Statistical analyses. Statistical analyses were generated using SAS/STAT software, Version 9.2 of the SAS system for Windows (SAS Institute, Cary, NC). These analyses made comparisons between AWs to both DA+ and DA− groups, as well as comparisons between DA+ and DA−. Group differences on demographic variables between DA+, DA−, and AW were assessed using chi-square statistics for categorical variables and ANOVAs with post hoc pairwise comparisons for continuous variables. Unadjusted tests of association between genetic variants and the outcome variable were assessed using Fisher’s Exact Test. Three genetic models including dominant model (comparing homozygous wild-type genotype with variant allele-carrying genotypes), recessive model (comparing wild-type allele-carrying genotypes with homozygous variant genotype), and an additive model were assessed because the underlying genetic model is unknown. Unadjusted tests for additive model were assessed using the Cochran-Armitage Trend test. Logistic regression was utilized to model associations between genetic variants and the outcome variable while adjusting for confounding variables in each of the three genetic models described above. Confounding variables included age, smoking status, and duration of exposure. Sex and atopic status were not confounding variables in any model and were not included in the final analysis. Similar analyses were conducted only on French Canadians to test the possibility of bias due to population stratification. The distribution of the genotypes and the results of analyses were similar to those observed in combined sample of French-Canadian and Spanish, suggesting that population stratification was not a major confounder (data not shown). Because this was a candidate gene study of specific known SNP associations with DA with the aim of replicating findings from a previous GWAS study, adjustment for multiple comparisons was not performed.

RESULTS

Subject Characteristics

Subject characteristics are shown in Table 1. Of the 410 workers evaluated, 369 (90%) were male. Eighty-six percent of subjects were of French-Canadian descent. The mean age was higher in the DA+ (40.9) and DA− (40.4) groups than in the AW group (30.5). Diisocyanate exposure was significantly different between the groups, with HDI being the predominant diisocyanate to which the majority of all workers (74%) were exposed. The frequency of atopy was similar between groups. The prevalence of current smoking was 17% in DA+, 33% in DA−, and 36% in AWs.

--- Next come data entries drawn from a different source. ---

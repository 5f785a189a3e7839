// Copyright 2020-2021 IOTA Stiftung
// SPDX-License-Identifier: Apache-2.0

//! AEAD content encryption: AES-CBC-HMAC-SHA2 (hand-assembled, RFC 7518
//! §5.2) and AES-GCM (native AEAD via the `aes-gcm` crate, RFC 7518 §5.3).

mod cbc_hmac;
mod gcm;

use serde::Deserialize;
use serde::Serialize;

use crate::error::Error;
use crate::error::Result;

#[derive(Debug, Clone, Copy, PartialEq, Eq, Serialize, Deserialize)]
pub enum JweEncryption {
  #[serde(rename = "A128CBC-HS256")]
  A128CbcHs256,
  #[serde(rename = "A192CBC-HS384")]
  A192CbcHs384,
  #[serde(rename = "A256CBC-HS512")]
  A256CbcHs512,
  #[serde(rename = "A128GCM")]
  A128Gcm,
  #[serde(rename = "A192GCM")]
  A192Gcm,
  #[serde(rename = "A256GCM")]
  A256Gcm,
}

impl JweEncryption {
  pub fn name(self) -> &'static str {
    match self {
      JweEncryption::A128CbcHs256 => "A128CBC-HS256",
      JweEncryption::A192CbcHs384 => "A192CBC-HS384",
      JweEncryption::A256CbcHs512 => "A256CBC-HS512",
      JweEncryption::A128Gcm => "A128GCM",
      JweEncryption::A192Gcm => "A192GCM",
      JweEncryption::A256Gcm => "A256GCM",
    }
  }

  pub fn cek_bits(self) -> u32 {
    match self {
      JweEncryption::A128CbcHs256 => 256,
      JweEncryption::A192CbcHs384 => 384,
      JweEncryption::A256CbcHs512 => 512,
      JweEncryption::A128Gcm => 128,
      JweEncryption::A192Gcm => 192,
      JweEncryption::A256Gcm => 256,
    }
  }

  pub fn iv_bits(self) -> u32 {
    match self {
      JweEncryption::A128CbcHs256 | JweEncryption::A192CbcHs384 | JweEncryption::A256CbcHs512 => 128,
      JweEncryption::A128Gcm | JweEncryption::A192Gcm | JweEncryption::A256Gcm => 96,
    }
  }
}

pub struct Sealed {
  pub ciphertext: Vec<u8>,
  pub iv: Vec<u8>,
  pub tag: Vec<u8>,
}

pub fn encrypt(enc: JweEncryption, plaintext: &[u8], cek: &[u8], aad: &[u8]) -> Result<Sealed> {
  if cek.len() as u32 * 8 != enc.cek_bits() {
    return Err(Error::InvalidKey(format!("{} requires a {}-bit cek", enc.name(), enc.cek_bits())));
  }
  match enc {
    JweEncryption::A128CbcHs256 => cbc_hmac::encrypt::<sha2::Sha256, 16>(plaintext, cek, aad, 16),
    JweEncryption::A192CbcHs384 => cbc_hmac::encrypt::<sha2::Sha384, 24>(plaintext, cek, aad, 24),
    JweEncryption::A256CbcHs512 => cbc_hmac::encrypt::<sha2::Sha512, 32>(plaintext, cek, aad, 32),
    JweEncryption::A128Gcm | JweEncryption::A192Gcm | JweEncryption::A256Gcm => gcm::encrypt(enc, plaintext, cek, aad),
  }
}

pub fn decrypt(enc: JweEncryption, ciphertext: &[u8], tag: &[u8], cek: &[u8], aad: &[u8], iv: &[u8]) -> Result<Vec<u8>> {
  if cek.len() as u32 * 8 != enc.cek_bits() {
    return Err(Error::DecryptionError);
  }
  match enc {
    JweEncryption::A128CbcHs256 => cbc_hmac::decrypt::<sha2::Sha256, 16>(ciphertext, tag, cek, aad, iv, 16),
    JweEncryption::A192CbcHs384 => cbc_hmac::decrypt::<sha2::Sha384, 24>(ciphertext, tag, cek, aad, iv, 24),
    JweEncryption::A256CbcHs512 => cbc_hmac::decrypt::<sha2::Sha512, 32>(ciphertext, tag, cek, aad, iv, 32),
    JweEncryption::A128Gcm | JweEncryption::A192Gcm | JweEncryption::A256Gcm => gcm::decrypt(enc, ciphertext, tag, cek, aad, iv),
  }
}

The prevalence of current smoking was significantly less among DA+ workers versus AW controls (p < 0.001).

TABLE 1
Demographics of the Study Groups

Genotype Frequencies and Multivariate Analysis

All allele frequencies in the control population were in Hardy-Weinberg equilibrium (data not shown). As shown in Table 2, the CTNNA3 rs7088181 and rs10762058 SNPs were significantly associated with the DA+ phenotype when compared with AWs (p = 0.028 and p = 0.044, respectively) but not in comparison with DA− workers (p = 0.411 and p = 0.288, respectively). No significant difference was observed in the distribution of genotypes between DA+ workers and either of the comparison groups for the CTNNA3 rs1786929 and CTNNA3 rs4378283 polymorphisms.

TABLE 2
Distribution of CTNNA3 Genotype Frequencies Between the Groups

Logistic regression models were used to evaluate genotype associations with DA+ outcomes versus AWs adjusting for significant confounders including age, smoking status, and duration of exposure. Upon examination, only recessive models were statistically significant, the results of this model are presented in the Tables. Minor allele homozygotes of rs7088181 were at increased risk of DA with an odds ratio of 9.05 (95% CI: 1.69, 48.54) (Table 3). Interestingly, current smokers had significantly reduced risk of DA (OR = 0.31 [95% CI: 0.15, 0.64]). In addition, age and duration of diisocyanate exposure were independently associated with DA. Table 4 shows the same logistic regression analyses for the rs10762058 SNP. Workers homozygous for the minor allele were almost seven times more likely to have DA compared with AWs (OR = 6.82 [95% CI: 1.65, 28.24]). Because the sentinel findings of the rs7088181and rs10762058 associations were observed initially in TDI-exposed Korean workers with OA, we reanalyzed our data excluding TDI workers with DA and found the associations were maintained for MDI- and HDI-exposed subjects for rs7088181; a nonsignificant trend was maintained for the rs10762058 SNP (p = 0.08).

TABLE 3
Logistic Regression Model for CTNNA3 rs7088181 (DA+ vs. AW Comparator Group)
TABLE 4
Logistic Regression Model for CTNNA3 rs10762058 (DA+ vs. AW Comparator Group)

DISCUSSION

In this study, we sought to replicate the results of the only GWAS study reported for DA, which was carried out in a Korean population of TDI-exposed workers, using a comparison group of nonexposed healthy normal controls. Kim et al. (2009) identified three SNPs in the CTNNA3 gene encoding alpha-T-catenin on chromosome 10q21 that remained significantly associated with confirmed DA after adjusting for sex and age as confounders (rs7088181 [p = 1.4 × 10−5]; rs10762058 [p = 5.8 × 10−6]; and rs4378283 [p = 2 × 10−5]). Two of the CTNNA3 SNPs, rs10762058 and rs7088181, are known to be in strong linkage disequilibrium. In the Korean study, DNA sequencing studies identified a fourth CTNNA3 SNP, rs1786929, associated with DA. In our study of Caucasian workers of European descent, we evaluated possible associations of these four CTNNA3 SNPs with DA confirmed by SIC testing in comparison with exposed symptomatic workers with a negative SIC test (DA−) and asymptomatic diisocyanate-exposed workers (AWs). Analyses using unadjusted frequencies, after adjusting for multiple significant covariates, were able to replicate the associations between DA+ and AWs for two of the CTNNA3 SNPs (rs7088181 and rs10762058) under a recessive logistic model. The association of both of these SNPs with DA could be explained by their high linkage at the CTNNA3 locus (D′ > 0.9) (Kim et al., 2009). It is noteworthy that significant associations were not detected in the other comparison group, symptomatic workers in whom OA had been excluded (i.e., DA–). This result is consistent with most of the prior candidate gene studies of DA, demonstrating significant DA associations with asymptomatic subject comparator groups (Bernstein, 2011; Piirilä et al., 2001).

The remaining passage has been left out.